#### RECORDS SUPPLIED

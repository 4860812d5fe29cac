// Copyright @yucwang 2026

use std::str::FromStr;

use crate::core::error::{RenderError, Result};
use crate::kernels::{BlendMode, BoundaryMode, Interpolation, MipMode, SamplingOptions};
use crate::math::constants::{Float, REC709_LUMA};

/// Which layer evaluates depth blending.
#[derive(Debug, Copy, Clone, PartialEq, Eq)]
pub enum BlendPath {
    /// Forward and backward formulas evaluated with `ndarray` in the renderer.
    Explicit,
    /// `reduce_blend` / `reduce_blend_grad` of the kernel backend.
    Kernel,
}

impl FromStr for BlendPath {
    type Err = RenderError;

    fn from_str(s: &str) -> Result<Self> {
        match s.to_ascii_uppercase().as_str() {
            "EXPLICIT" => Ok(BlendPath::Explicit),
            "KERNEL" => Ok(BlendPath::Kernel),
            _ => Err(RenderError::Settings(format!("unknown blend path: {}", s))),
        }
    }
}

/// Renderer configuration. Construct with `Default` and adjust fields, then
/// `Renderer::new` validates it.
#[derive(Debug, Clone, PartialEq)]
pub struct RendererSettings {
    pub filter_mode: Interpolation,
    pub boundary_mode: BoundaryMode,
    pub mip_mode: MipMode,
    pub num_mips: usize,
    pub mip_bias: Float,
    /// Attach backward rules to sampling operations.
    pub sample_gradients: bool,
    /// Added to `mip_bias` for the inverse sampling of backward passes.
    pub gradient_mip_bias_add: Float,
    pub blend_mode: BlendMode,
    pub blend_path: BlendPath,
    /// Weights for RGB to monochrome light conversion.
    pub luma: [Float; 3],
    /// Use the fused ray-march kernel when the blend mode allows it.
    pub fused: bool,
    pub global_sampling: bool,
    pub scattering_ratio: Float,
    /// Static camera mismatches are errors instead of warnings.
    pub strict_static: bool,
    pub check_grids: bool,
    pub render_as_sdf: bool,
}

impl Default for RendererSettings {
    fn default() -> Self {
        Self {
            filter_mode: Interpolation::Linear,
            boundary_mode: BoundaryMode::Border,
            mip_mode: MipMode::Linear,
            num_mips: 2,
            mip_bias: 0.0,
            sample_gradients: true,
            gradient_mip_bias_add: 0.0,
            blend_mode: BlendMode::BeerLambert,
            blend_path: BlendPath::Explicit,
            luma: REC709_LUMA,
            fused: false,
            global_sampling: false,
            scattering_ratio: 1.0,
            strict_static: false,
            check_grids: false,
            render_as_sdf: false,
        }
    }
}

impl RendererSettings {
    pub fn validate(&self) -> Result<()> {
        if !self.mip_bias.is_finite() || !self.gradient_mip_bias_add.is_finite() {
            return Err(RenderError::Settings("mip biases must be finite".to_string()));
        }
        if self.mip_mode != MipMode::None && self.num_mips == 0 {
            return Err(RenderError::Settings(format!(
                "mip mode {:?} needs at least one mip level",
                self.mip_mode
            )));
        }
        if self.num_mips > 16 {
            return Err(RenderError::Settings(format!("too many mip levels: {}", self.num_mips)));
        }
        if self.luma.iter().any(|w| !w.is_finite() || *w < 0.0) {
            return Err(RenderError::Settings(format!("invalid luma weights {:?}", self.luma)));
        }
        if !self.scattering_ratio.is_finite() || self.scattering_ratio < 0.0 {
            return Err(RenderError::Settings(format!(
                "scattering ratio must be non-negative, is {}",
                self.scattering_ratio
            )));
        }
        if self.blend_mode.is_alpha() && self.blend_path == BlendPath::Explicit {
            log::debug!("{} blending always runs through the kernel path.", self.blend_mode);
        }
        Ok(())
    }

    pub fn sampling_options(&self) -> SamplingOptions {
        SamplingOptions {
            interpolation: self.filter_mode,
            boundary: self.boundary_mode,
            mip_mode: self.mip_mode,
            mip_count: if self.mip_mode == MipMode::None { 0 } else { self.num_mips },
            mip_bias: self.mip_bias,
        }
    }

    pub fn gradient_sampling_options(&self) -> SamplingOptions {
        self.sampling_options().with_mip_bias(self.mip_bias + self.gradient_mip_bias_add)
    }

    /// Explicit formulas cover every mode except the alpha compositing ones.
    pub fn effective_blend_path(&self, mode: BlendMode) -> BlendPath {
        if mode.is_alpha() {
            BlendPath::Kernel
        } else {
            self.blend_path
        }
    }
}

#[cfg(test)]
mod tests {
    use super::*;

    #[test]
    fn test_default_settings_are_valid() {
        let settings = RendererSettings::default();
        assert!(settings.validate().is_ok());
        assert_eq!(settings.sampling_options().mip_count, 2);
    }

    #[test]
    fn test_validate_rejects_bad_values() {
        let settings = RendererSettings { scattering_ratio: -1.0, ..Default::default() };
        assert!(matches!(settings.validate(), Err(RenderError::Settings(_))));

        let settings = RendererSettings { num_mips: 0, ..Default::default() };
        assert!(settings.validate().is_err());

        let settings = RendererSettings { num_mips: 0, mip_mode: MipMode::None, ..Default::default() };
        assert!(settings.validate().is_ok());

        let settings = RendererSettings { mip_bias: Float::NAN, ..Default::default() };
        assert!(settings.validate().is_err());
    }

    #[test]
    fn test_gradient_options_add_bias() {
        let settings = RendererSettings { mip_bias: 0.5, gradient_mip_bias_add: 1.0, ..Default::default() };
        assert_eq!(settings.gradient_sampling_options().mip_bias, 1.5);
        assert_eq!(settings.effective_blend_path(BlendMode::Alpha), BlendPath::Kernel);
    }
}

########

TASK TO COMPLETE: Go over the data and return every line that includes the word "Explicit".

EXERCISE ANSWER:
    Explicit,
            "EXPLICIT" => Ok(BlendPath::Explicit),
            blend_path: BlendPath::Explicit,
        if self.blend_mode.is_alpha() && self.blend_path == BlendPath::Explicit {
    /// Explicit formulas cover every mode except the alpha compositing ones.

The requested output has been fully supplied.